Lumbar Disc Herniation


Download PDF

What is a Herniated Lumbar Disc?

The spine is made up of bones (vertebrae) cushioned by spinal discs, which act as shock absorbers. A herniation occurs when the disc’s tough outer layer tears, allowing the soft inner gel to leak out.
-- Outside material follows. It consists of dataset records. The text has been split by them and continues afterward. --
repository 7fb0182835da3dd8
//! fabric-overlay composites base product photos (couches, curtains) with fabric swatches.
//!
//! Every base is paired with every fabric (a cartesian product), each pair is rendered onto a
//! fixed-size canvas, and the results can be bundled into a single zip archive.
//!
//! # Pipeline overview
//!
//! 1. **Collect**: named [`ImageSource`]s for bases and fabrics
//! 2. **Composite**: `(base, fabric, LayoutVariant) -> RenderedImage` ([`render()`])
//! 3. **Batch**: fan the compositor out over all pairs ([`run_batch`], [`BatchSession`])
//! 4. **Package** (optional): write composites into a zip archive ([`build_archive`])
//!
//! Design constraints:
//!
//! - **No unsafe**: `unsafe` is forbidden in this crate.
//! - **Deterministic**: geometry is a pure function of input sizes and the layout variant, and
//!   batch results come back in base-major order regardless of which pair finished first.
//! - **All or nothing**: a batch either renders every pair or reports the first error it kept.
//! - **No IO in the compositor** beyond reading file-backed sources; output is PNG in memory.
#![forbid(unsafe_code)]
#![deny(missing_docs)]

mod assets;
mod batch;
mod foundation;
mod layout;
mod package;
mod render;

pub use assets::decode::{MAX_IMAGE_SIDE, PreparedImage, decode_image, decode_source};
pub use assets::source::{ImageSource, display_name_from_filename};
pub use batch::job::{JobReport, JobSpec, run_job};
pub use batch::run::{
    BatchOpts, CombinationResult, cartesian_pairs, run_batch, run_batch_with,
};
pub use batch::session::{BatchRun, BatchSession, RunState};
pub use foundation::core::{Canvas, Rect, Rgba8, Size};
pub use foundation::error::{OverlayError, OverlayResult};
pub use layout::variant::{LayoutPlan, LayoutVariant, fit_into_zone};
pub use package::archive::{
    ArchiveEntry, DEFAULT_ARCHIVE_NAME, archive_entries, build_archive, entry_filename,
    sanitize_name, write_archive, write_pngs_to_dir,
};
pub use render::compositor::{
    Compositor, CpuCompositor, RenderedImage, render, render_prepared,
};
pub use render::cpu::FrameRgba;
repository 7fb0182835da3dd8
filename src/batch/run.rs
use rayon::prelude::*;

use crate::{
    assets::source::ImageSource,
    foundation::error::{OverlayError, OverlayResult},
    layout::variant::LayoutVariant,
    render::compositor::{Compositor, CpuCompositor, RenderedImage},
};

#[derive(Clone, Debug, PartialEq, Eq, serde::Serialize, serde::Deserialize)]
#[serde(default, deny_unknown_fields)]
/// Threading controls for a batch run.
pub struct BatchOpts {
    /// Render pairs on a worker pool when `true`, one after another otherwise.
    pub parallel: bool,
    /// Optional explicit worker thread count (parallel mode only).
    pub threads: Option<usize>,
}

impl Default for BatchOpts {
    fn default() -> Self {
        Self {
            parallel: true,
            threads: None,
        }
    }
}

impl BatchOpts {
    /// Reject option combinations that can never run.
    pub fn validate(&self) -> OverlayResult<()> {
        if let Some(n) = self.threads
            && n == 0
        {
            return Err(OverlayError::validation(
                "batch 'threads' must be >= 1 when set",
            ));
        }
        Ok(())
    }
}

/// One composite of a single (base, fabric) pair.
#[derive(Clone, Debug, PartialEq, Eq)]
pub struct CombinationResult {
    /// Zero-based position of the base in the input list.
    pub base_index: usize,
    /// Zero-based position of the fabric in the input list.
    pub fabric_index: usize,
    /// Display name of the base.
    pub base_name: String,
    /// Display name of the fabric.
    pub fabric_name: String,
    /// The rendered composite.
    pub image: RenderedImage,
}

/// Render every base x fabric pair with the default [`CpuCompositor`].
pub fn run_batch(
    bases: &[ImageSource],
    fabrics: &[ImageSource],
    variant: LayoutVariant,
    opts: &BatchOpts,
) -> OverlayResult<Vec<CombinationResult>> {
    run_batch_with(&CpuCompositor, bases, fabrics, variant, opts)
}

/// Render every base x fabric pair with `compositor`.
///
/// Each base and each fabric is prepared (read and decoded) exactly once; the pairs then share
/// the prepared values. Results are ordered base-major, fabric-minor (the order of a nested loop
/// over `bases` then `fabrics`) no matter in which order the pairs finish. If any source or pair
/// fails the whole batch fails and no results are returned.
#[tracing::instrument(
    skip(compositor, bases, fabrics, opts),
    fields(bases = bases.len(), fabrics = fabrics.len(), parallel = opts.parallel)
)]
pub fn run_batch_with<C: Compositor + ?Sized>(
    compositor: &C,
    bases: &[ImageSource],
    fabrics: &[ImageSource],
    variant: LayoutVariant,
    opts: &BatchOpts,
) -> OverlayResult<Vec<CombinationResult>> {
    ensure_non_empty(bases, fabrics)?;
    opts.validate()?;

    let pairs = cartesian_pairs(bases.len(), fabrics.len());
    let execute = || -> OverlayResult<Vec<CombinationResult>> {
        let prepared_bases = try_map(bases, opts.parallel, |s| compositor.prepare(s))?;
        let prepared_fabrics = try_map(fabrics, opts.parallel, |s| compositor.prepare(s))?;
        tracing::debug!(
            sources = prepared_bases.len() + prepared_fabrics.len(),
            "sources prepared"
        );

        try_map(&pairs, opts.parallel, |&(b, f)| {
            let image = compositor.compose(&prepared_bases[b], &prepared_fabrics[f], variant)?;
            Ok(CombinationResult {
                base_index: b,
                fabric_index: f,
                base_name: bases[b].name().to_string(),
                fabric_name: fabrics[f].name().to_string(),
                image,
            })
        })
    };

    let mut out = if opts.parallel {
        build_thread_pool(opts.threads)?.install(execute)?
    } else {
        execute()?
    };
    out.sort_by_key(|r| (r.base_index, r.fabric_index));

    tracing::info!(results = out.len(), "batch complete");
    Ok(out)
}

/// Apply `f` to every item, on the current rayon pool when `parallel` is set, and keep the
/// results in item order. The first error in item order wins.
fn try_map<T, R, F>(items: &[T], parallel: bool, f: F) -> OverlayResult<Vec<R>>
where
    T: Sync,
    R: Send,
    F: Fn(&T) -> OverlayResult<R> + Sync + Send,
{
    let mapped = if parallel {
        items.par_iter().map(&f).collect::<Vec<_>>()
    } else {
        items.iter().map(&f).collect::<Vec<_>>()
    };

    let mut out = Vec::<R>::with_capacity(mapped.len());
    for item in mapped {
        out.push(item?);
    }
    Ok(out)
}

pub(crate) fn ensure_non_empty(bases: &[ImageSource], fabrics: &[ImageSource]) -> OverlayResult<()> {
    if bases.is_empty() {
        return Err(OverlayError::empty_input("no base images provided"));
    }
    if fabrics.is_empty() {
        return Err(OverlayError::empty_input("no fabric images provided"));
    }
    Ok(())
}

/// All `(base_index, fabric_index)` pairs in nested-loop order.
pub fn cartesian_pairs(bases: usize, fabrics: usize) -> Vec<(usize, usize)> {
    let mut pairs = Vec::with_capacity(bases.saturating_mul(fabrics));
    for b in 0..bases {
        for f in 0..fabrics {
            pairs.push((b, f));
        }
    }
    pairs
}

fn build_thread_pool(threads: Option<usize>) -> OverlayResult<rayon::ThreadPool> {
    let mut builder = rayon::ThreadPoolBuilder::new();
    if let Some(n) = threads {
        builder = builder.num_threads(n);
    }
    builder
        .build()
        .map_err(|e| OverlayError::Other(anyhow::anyhow!("failed to build rayon thread pool: {e}")))
}

#[cfg(test)]
#[path = "../../tests/unit/batch/run.rs"]
mod tests;
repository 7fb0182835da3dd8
pub(crate) mod archive;
pub use kurbo::{Rect, Size};

/// Fixed output canvas size in pixels.
#[derive(Clone, Copy, Debug, PartialEq, Eq, serde::Serialize, serde::Deserialize)]
pub struct Canvas {
    /// Width in pixels.
    pub width: u32,
    /// Height in pixels.
    pub height: u32,
}

/// Straight-alpha RGBA8 color.
#[derive(Clone, Copy, Debug, PartialEq, Eq, serde::Serialize, serde::Deserialize)]
pub struct Rgba8 {
    /// Red channel.
    pub r: u8,
    /// Green channel.
    pub g: u8,
    /// Blue channel.
    pub b: u8,
    /// Alpha channel.
    pub a: u8,
}

impl Rgba8 {
    /// Opaque white, the fill used under every composite.
    pub const WHITE: Self = Self {
        r: 255,
        g: 255,
        b: 255,
        a: 255,
    };
}

#[cfg(test)]
#[path = "../../tests/unit/foundation/core.rs"]
mod tests;
pub(crate) mod decode;
pub(crate) mod source;
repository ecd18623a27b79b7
//! Single-leg option payoff at expiry.

use crate::{Error, Result};
use serde::{Deserialize, Serialize};
use std::fmt;

/// Shares controlled by one standard equity option contract.
pub const CONTRACT_MULTIPLIER: f64 = 100.0;

/// Largest payoff curve `profit_curve` will build.
pub const MAX_CURVE_POINTS: usize = 100_000;

fn is_positive(value: f64) -> bool {
    value.is_finite() && value > 0.0
}

/// Call or put.
#[derive(Debug, Clone, Copy, PartialEq, Eq, Serialize, Deserialize)]
#[serde(rename_all = "lowercase")]
pub enum OptionKind {
    Call,
    Put,
}

/// Long (buy) or short (sell).
#[derive(Debug, Clone, Copy, PartialEq, Eq, Serialize, Deserialize)]
#[serde(rename_all = "lowercase")]
pub enum OptionSide {
    Buy,
    Sell,
}

/// Upper bound on a gain or loss.
#[derive(Debug, Clone, Copy, PartialEq, Serialize, Deserialize)]
#[serde(tag = "kind", content = "amount", rename_all = "lowercase")]
pub enum Bound {
    Limited(f64),
    Unlimited,
}

impl fmt::Display for Bound {
    fn fmt(&self, f: &mut fmt::Formatter<'_>) -> fmt::Result {
        match self {
            Bound::Limited(amount) => write!(f, "${:.2}", amount),
            Bound::Unlimited => f.write_str("Unlimited"),
        }
    }
}

/// A point on a payoff curve.
#[derive(Debug, Clone, Copy, PartialEq, Serialize, Deserialize)]
pub struct PayoffPoint {
    pub price: f64,
    pub profit: f64,
}

/// One option position.
#[derive(Debug, Clone, PartialEq, Serialize, Deserialize)]
pub struct OptionPosition {
    pub kind: OptionKind,
    pub side: OptionSide,
    pub strike: f64,
    /// Premium per share
    pub premium: f64,
    pub contracts: u32,
    #[serde(default = "default_multiplier")]
    pub multiplier: f64,
}

fn default_multiplier() -> f64 {
    CONTRACT_MULTIPLIER
}

impl OptionPosition {
    /// Create a position with the standard contract multiplier.
    ///
    /// Strike, premium and contracts must all be positive and finite.
    pub fn new(
        kind: OptionKind,
        side: OptionSide,
        strike: f64,
        premium: f64,
        contracts: u32,
    ) -> Result<Self> {
        if !is_positive(strike) || !is_positive(premium) || contracts == 0 {
            return Err(Error::Validation(format!(
                "strike, premium and contracts must be positive (got {}, {}, {})",
                strike, premium, contracts
            )));
        }

        Ok(Self {
            kind,
            side,
            strike,
            premium,
            contracts,
            multiplier: CONTRACT_MULTIPLIER,
        })
    }

    /// Use a non-standard contract multiplier.
    pub fn with_multiplier(mut self, multiplier: f64) -> Self {
        self.multiplier = multiplier;
        self
    }

    /// Number of underlying shares.
    pub fn quantity(&self) -> f64 {
        self.contracts as f64 * self.multiplier
    }

    /// Premium paid (long) or received (short) in total.
    pub fn premium_total(&self) -> f64 {
        self.premium * self.quantity()
    }

    /// Profit at expiry for an underlying price.
    pub fn profit_at(&self, price: f64) -> f64 {
        let intrinsic = match self.kind {
            OptionKind::Call => (price - self.strike).max(0.0),
            OptionKind::Put => (self.strike - price).max(0.0),
        };
        let long = intrinsic * self.quantity() - self.premium_total();

        match self.side {
            OptionSide::Buy => long,
            OptionSide::Sell => -long,
        }
    }

    /// Underlying price at which the position breaks even.
    pub fn breakeven(&self) -> f64 {
        match self.kind {
            OptionKind::Call => self.strike + self.premium,
            OptionKind::Put => self.strike - self.premium,
        }
    }

    /// Theoretical maximum gain.
    pub fn max_gain(&self) -> Bound {
        match (self.side, self.kind) {
            (OptionSide::Buy, OptionKind::Call) => Bound::Unlimited,
            (OptionSide::Buy, OptionKind::Put) => {
                Bound::Limited(self.strike * self.quantity() - self.premium_total())
            }
            (OptionSide::Sell, _) => Bound::Limited(self.premium_total()),
        }
    }

    /// Theoretical maximum loss.
    pub fn max_loss(&self) -> Bound {
        match (self.side, self.kind) {
            (OptionSide::Buy, _) => Bound::Limited(self.premium_total()),
            (OptionSide::Sell, OptionKind::Call) => Bound::Unlimited,
            (OptionSide::Sell, OptionKind::Put) => {
                Bound::Limited(self.strike * self.quantity() - self.premium_total())
            }
        }
    }

    /// Payoff from `max(0, strike - zoom)` to `strike + zoom` in `step` increments.
    pub fn profit_curve(&self, zoom: f64, step: f64) -> Result<Vec<PayoffPoint>> {
        if !is_positive(step) || !zoom.is_finite() || zoom < 0.0 {
            return Err(Error::Validation(format!(
                "step must be positive and zoom non-negative, both finite (got {}, {})",
                step, zoom
            )));
        }

        let min = (self.strike - zoom).max(0.0);
        let max = self.strike + zoom;
        let intervals = ((max - min) / step).floor();
        if !intervals.is_finite() || intervals >= MAX_CURVE_POINTS as f64 {
            return Err(Error::Validation(format!(
                "payoff curve would exceed {} points (zoom {}, step {})",
                MAX_CURVE_POINTS, zoom, step
            )));
        }
        let points = intervals as usize + 1;

        Ok((0..points)
            .map(|i| {
                let price = min + i as f64 * step;
                PayoffPoint {
                    price,
                    profit: self.profit_at(price),
                }
            })
            .collect())
    }
}
//! Scenario analytics over instrument snapshots.
//!
//! Four independent, pure computations:
//!
//! - **Correlation matrix**: pairwise Pearson correlation of price histories
//! - **Smart entry**: best historical entry point versus the actual one
//! - **Auto-rebalance**: per-instrument nudges toward equal sector weights
//! - **Time-weighted ROI**: annualized return over an assumed holding period
//!
//! Malformed input is rejected with [`crate::Error::Validation`]; numeric
//! degeneracies (flat series, zero prices) come back as [`Outcome::Degenerate`].

mod correlation;
mod outcome;
mod rebalance;
mod roi;
mod smart_entry;

pub use correlation::{correlation_matrix, pearson, CorrelationPair, LengthPolicy};
pub use outcome::{Degeneracy, Outcome};
pub use rebalance::{auto_rebalance, sector_totals, RebalanceSuggestion};
pub use roi::{
    annualize_return, format_roi, holding_period_return, time_weighted_roi, DEFAULT_DAYS_HELD,
};
pub use smart_entry::{smart_entry, SmartEntry};
//! Papertrade CLI - scenario analytics and paper trading from the command line.
//!
//! Every command prints an `ApiResponse` JSON document on stdout; logs go to stderr.

use anyhow::Context;
use chrono::{Local, NaiveDateTime};
use clap::{Args, Parser, Subcommand, ValueEnum};
use papertrade_core::{
    analytics::{format_roi, smart_entry, time_weighted_roi},
    options::{OptionKind, OptionPosition, OptionSide},
    paper_trade::{OptionOrder, Order, OrderType, TradingSession},
    scenario::simulate_what_if,
    sentiment::{self, Crowd, Lexicon, SentimentCard},
    types::SnapshotRecord,
    auto_rebalance, correlation_matrix, ApiResponse, Config, Error, InstrumentSnapshot,
    LengthPolicy, ScenarioReport, TradeSide,
};
use serde_json::{json, Value};
use std::collections::HashMap;
use std::fs;
use std::path::{Path, PathBuf};
use tracing_subscriber::{fmt, layer::SubscriberExt, util::SubscriberInitExt, EnvFilter};

#[derive(Parser)]
#[command(name = "papertrade")]
#[command(about = "Paper trading CLI - scenario analytics and simulated orders")]
#[command(version)]
struct Cli {
    /// Config file (defaults to ~/.papertrade/config.toml)
    #[arg(long, global = true)]
    config: Option<PathBuf>,

    #[command(subcommand)]
    command: Commands,
}

#[derive(Subcommand)]
enum Commands {
    /// Scenario analytics over a snapshot file
    Scenario {
        #[command(subcommand)]
        action: ScenarioAction,
    },
    /// Paper trading session commands
    Paper {
        /// Session file (defaults to ~/.papertrade/session.json)
        #[arg(long, global = true)]
        session: Option<PathBuf>,

        #[command(subcommand)]
        action: PaperAction,
    },
    /// Option payoff analysis
    #[command(name = "option")]
    Options {
        #[command(subcommand)]
        action: OptionAction,
    },
}

#[derive(Args)]
struct InputArgs {
    /// JSON array of instrument snapshots
    #[arg(short, long)]
    input: PathBuf,
}
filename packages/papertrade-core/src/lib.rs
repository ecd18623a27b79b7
//! Papertrade Core - Paper trading session state and scenario analytics.
//!
//! This crate provides the computational core of a paper-trading front end:
//!
//! - **Scenario analytics**: correlation matrix, smart entry optimizer,
//!   auto-rebalance advisor, time-weighted ROI
//! - **Sentiment**: keyword-based headline scoring
//! - **Options**: payoff curves, breakeven and max gain/loss
//! - **Paper trading**: an explicit session store for balances, holdings and queued orders
//!
//! # Example
//!
//! ```rust
//! use papertrade_core::analytics::{correlation_matrix, LengthPolicy};
//! use papertrade_core::InstrumentSnapshot;
//!
//! let snapshots = vec![
//!     InstrumentSnapshot::new("aapl", 10.0, vec![100.0, 110.0, 121.0], 121.0, "Technology"),
//!     InstrumentSnapshot::new("msft", 5.0, vec![200.0, 210.0, 230.0], 230.0, "Technology"),
//! ];
//!
//! let pairs = correlation_matrix(&snapshots, LengthPolicy::Strict).unwrap();
//! assert_eq!(pairs.len(), 1);
//! assert_eq!(pairs[0].source, "AAPL");
//! ```

pub mod analytics;
pub mod config;
pub mod options;
pub mod paper_trade;
pub mod scenario;
pub mod sentiment;
pub mod types;

// Re-export commonly used types
pub use types::{ApiResponse, InstrumentSnapshot, RiskTag, Trade, TradeSide};

// Re-export main functionality
pub use analytics::{
    auto_rebalance, correlation_matrix, smart_entry, time_weighted_roi, CorrelationPair,
    LengthPolicy, Outcome, RebalanceSuggestion, SmartEntry,
};
pub use config::{AnalyticsConfig, Config, SessionConfig};
pub use paper_trade::{MarketHours, TradingSession};
pub use scenario::ScenarioReport;

/// Error types for papertrade-core operations.
#[derive(Debug, thiserror::Error)]
pub enum Error {
    #[error("IO error: {0}")]
    Io(#[from] std::io::Error),

    #[error("JSON error: {0}")]
    Json(#[from] serde_json::Error),

    #[error("Config error: {0}")]
    Config(#[from] toml::de::Error),

    #[error("Validation error: {0}")]
    Validation(String),

    #[error("Position not found: {0}")]
    PositionNotFound(String),

    #[error("Invalid operation: {0}")]
    InvalidOperation(String),

    #[error("Insufficient funds: need ${needed:.2}, have ${available:.2}")]
    InsufficientFunds { needed: f64, available: f64 },

    #[error("Index {index} out of range (len {len})")]
    IndexOutOfRange { index: usize, len: usize },
}

/// Result type for papertrade-core operations.
pub type Result<T> = std::result::Result<T, Error>;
This can press on spinal nerves, causing pain, numbness, or weakness (often called sciatica if it affects the sciatic nerve).

Common Symptoms

  • Localized Pain: Dull or sharp pain in the lower back.
  • Radiating Pain: Down the buttock, thigh, calf, or foot.
  • Numbness/Tingling: "Pins and needles" in the leg or foot.
  • Muscle Weakness: Foot drop or difficulty standing on toes.
  • Worsening Pain: With sitting, bending, or coughing.

Causes & Risk Factors

  • Age: Discs dry and weaken over time.
  • Injury: Heavy lifting, twisting, or trauma (e.g., car accidents).
  • Lifestyle: Smoking, obesity, and sedentary jobs increase risk.

Diagnosis

  • History and physical exam (reflexes, strength, straight-leg raise test).
  • MRI: Best for visualizing discs and nerves.
  • CT Myelogram: Alternative to MRI.
  • X-ray: Rules out fractures or arthritis.

Treatment Options

Non-Surgical Treatments

  • Short rest (1–2 days), gradual activity return.
  • NSAIDs, oral steroids, or epidural injections.
  • Physical therapy: core exercises, McKenzie stretches, hamstring stretches.

Surgical Options

  • Microdiscectomy: Minimally invasive disc removal.
  • Laminectomy: Bone removal to relieve pressure.

Recovery & Prevention

  • Most recover within 6 weeks with proper care.
  • Posture: Use lumbar support, sit/stand properly.
  • Lifting: Use legs, avoid twisting motions.
  • Exercise: Walking, swimming, low-impact movement.

FAQs

  • Will the disc heal on its own? Yes, the body can absorb the gel over time.
  • Can it come back after surgery? Yes (~5–10% risk), but precautions help.
  • Is surgery always needed? No—most recover without it.